Un aspetto, quello del riconoscimento della centralità del settore, ripreso anche dal professor Aldo Grasso: «La televisione ha sempre avuto riconoscimenti ex-post, a distanza di decenni. Nel caso della pandemia invece il ruolo della tv è stato valorizzato “in diretta”. L’Annuario è stata l’occasione per lavorare con partner estremamente qualificati per offrire uno strumento di lavoro e che analizzi l’industria tv nella sua profondità senza dover aspettare studi “a posteriori”».
«Non ci sono “mostri” ma cambiamenti in atto – ha aggiunto commentando la situazione attuale - anche tra gli addetti ai lavori si tende a non rendersi conto dell’importanza della rivoluzione digitale. Un cambiamento epocale che ha creato un mondo che non esisteva, un unico supporto per tutti i media. Una convergenza che segna la storia di qualcosa di nuovo».
Per il presidente della Commissione di Vigilanza Alberto Barachini «la bolla degli ascolti è stata sicuramente influenzata dal lockdown. La tv sarà anche agonizzante come in molti dicono ma con le smart tv lo schermo ha ripreso la sua centralità come testimonia la “guerra del telecomando” in cui le varie piattaforme si sfidano. Un media, dunque, non solo resiliente ma in crescita. Uno strumento come l’Annuario è importante perché la Commissione, nella sua definizione, non è solo di vigilanza ma anche di indirizzo».
«In un panorama frammentato e in evoluzione come quello della tv generalista – ha detto la direttrice di Rai Fiction Maria Pia Ammirati – arrivano, a prescindere dalla pandemia, indicazioni ben precise come la crescita del 23% del pubblico nella fascia 4-14 anni. Ormai c’è un’osmosi tra la tv generalista e quella digitale. In tal senso voglio sottolineare il caso di “Mare fuori” che, lanciata in anticipo su RaiPlay rispetto alla trasmissione in tv, ha raccolto 250mila visualizzazioni al giorno prima della messa in onda. La strada è questa: attrarre intergenerazionalità. E per catturare pubblici diversi serve una costante ricerca di novità in termini di stili e linguaggi».

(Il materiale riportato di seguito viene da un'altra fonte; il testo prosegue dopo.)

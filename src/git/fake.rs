//! In-memory [`GitRunner`] for tests

use crate::error::{AilloyError, AilloyResult};
use crate::git::runner::GitRunner;
use async_trait::async_trait;
use std::collections::HashMap;
use std::path::Path;
use std::sync::Mutex;
use tar::{Builder, EntryType, Header};

/// Canned git responses plus a log of every call made
#[derive(Default)]
pub struct FakeGit {
    pub tags: String,
    pub branches: HashMap<String, String>,
    pub archives: HashMap<String, Vec<u8>>,
    pub fail_clone: bool,
    calls: Mutex<Vec<String>>,
}

impl FakeGit {
    pub fn new() -> Self {
        Self::default()
    }

    pub fn with_tags(mut self, listing: &str) -> Self {
        self.tags = listing.to_string();
        self
    }

    pub fn with_branch(mut self, name: &str, commit: &str) -> Self {
        self.branches.insert(name.to_string(), commit.to_string());
        self
    }

    pub fn with_archive(mut self, treeish: &str, files: &[(&str, &str)]) -> Self {
        self.archives.insert(treeish.to_string(), build_tar(files));
        self
    }

    pub fn failing_clone(mut self) -> Self {
        self.fail_clone = true;
        self
    }

    /// Names of the operations invoked so far, in order
    pub fn calls(&self) -> Vec<String> {
        self.calls.lock().unwrap().clone()
    }

    pub fn count(&self, op: &str) -> usize {
        self.calls().iter().filter(|c| c.as_str() == op).count()
    }

    fn record(&self, op: &str) {
        self.calls.lock().unwrap().push(op.to_string());
    }
}

/// Build an uncompressed tar holding `files` as regular entries
pub fn build_tar(files: &[(&str, &str)]) -> Vec<u8> {
    let mut builder = Builder::new(Vec::new());
    for (name, body) in files {
        let mut header = Header::new_gnu();
        header.set_size(body.len() as u64);
        header.set_mode(0o644);
        header.set_entry_type(EntryType::Regular);
        header.set_cksum();
        builder
            .append_data(&mut header, name, body.as_bytes())
            .unwrap();
    }
    builder.into_inner().unwrap()
}

#[async_trait]
impl GitRunner for FakeGit {
    async fn ls_remote_tags(&self, _url: &str) -> AilloyResult<String> {
        self.record("ls_remote_tags");
        Ok(self.tags.clone())
    }

    async fn ls_remote_branch(&self, _url: &str, branch: &str) -> AilloyResult<String> {
        self.record("ls_remote_branch");
        Ok(self
            .branches
            .get(branch)
            .map(|commit| format!("{}\trefs/heads/{}\n", commit, branch))
            .unwrap_or_default())
    }

    async fn clone_bare(&self, url: &str, dest: &Path) -> AilloyResult<()> {
        self.record("clone_bare");
        if self.fail_clone {
            return Err(AilloyError::git(
                format!("clone --bare {}", url),
                "fatal: repository not found",
            ));
        }
        std::fs::create_dir_all(dest).unwrap();
        std::fs::write(dest.join("HEAD"), "ref: refs/heads/main\n").unwrap();
        Ok(())
    }

    async fn fetch_all(&self, _repo: &Path) -> AilloyResult<()> {
        self.record("fetch_all");
        Ok(())
    }

    async fn archive(&self, _repo: &Path, treeish: &str) -> AilloyResult<Vec<u8>> {
        self.record("archive");
        self.archives
            .get(treeish)
            .cloned()
            .ok_or_else(|| AilloyError::git(format!("archive {}", treeish), "fatal: not a valid object name"))
    }
}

«In questo anno abbiamo potuto osservare la redistribuzione dell’uditorio tra l’offerta lineare e quella non lineare ha spiegato il presidente dell’APA Giancarlo Leone - gli abbonati alle piattaforme come Prime, Netflix e Disney+ sono 10 milioni (e a breve diventeranno 15) per un fatturato di oltre 1,5 mld di €. Questo ha impattato molto dal punto di vista della proattività del telespettatore. Dal punto di vista della tv (non ovviamente di cinema e teatri) durante la pandemia si è prodotto di più».
«Tuttavia – ha rilanciato il presidente dell’Associazione produttori Audiovisivi - alla Rai vanno dati gli strumenti per perseguire questo obiettivo. L’extragettito sul canone non le viene restituito e proprio sul canone continua ancora a pagare un’antichissima tassa. Le risorse sono sempre di meno e la Rai, per essere il volano della cultura italiana, deve avere i mezzi per investire su serialità, documentari, film e animazione».
Un’osservazione a cui ha prontamente replicato Barachini: «Sono critiche corrette e che condivido. Mi preme però puntualizzare che forse è però necessario aggiornare il contratto di servizio. In particolare, sarebbe auspicabile, da parte della Rai, una contabilità separata in cui gli introiti pubblicitari vengano distinti dagli investimenti destinati alle produzioni».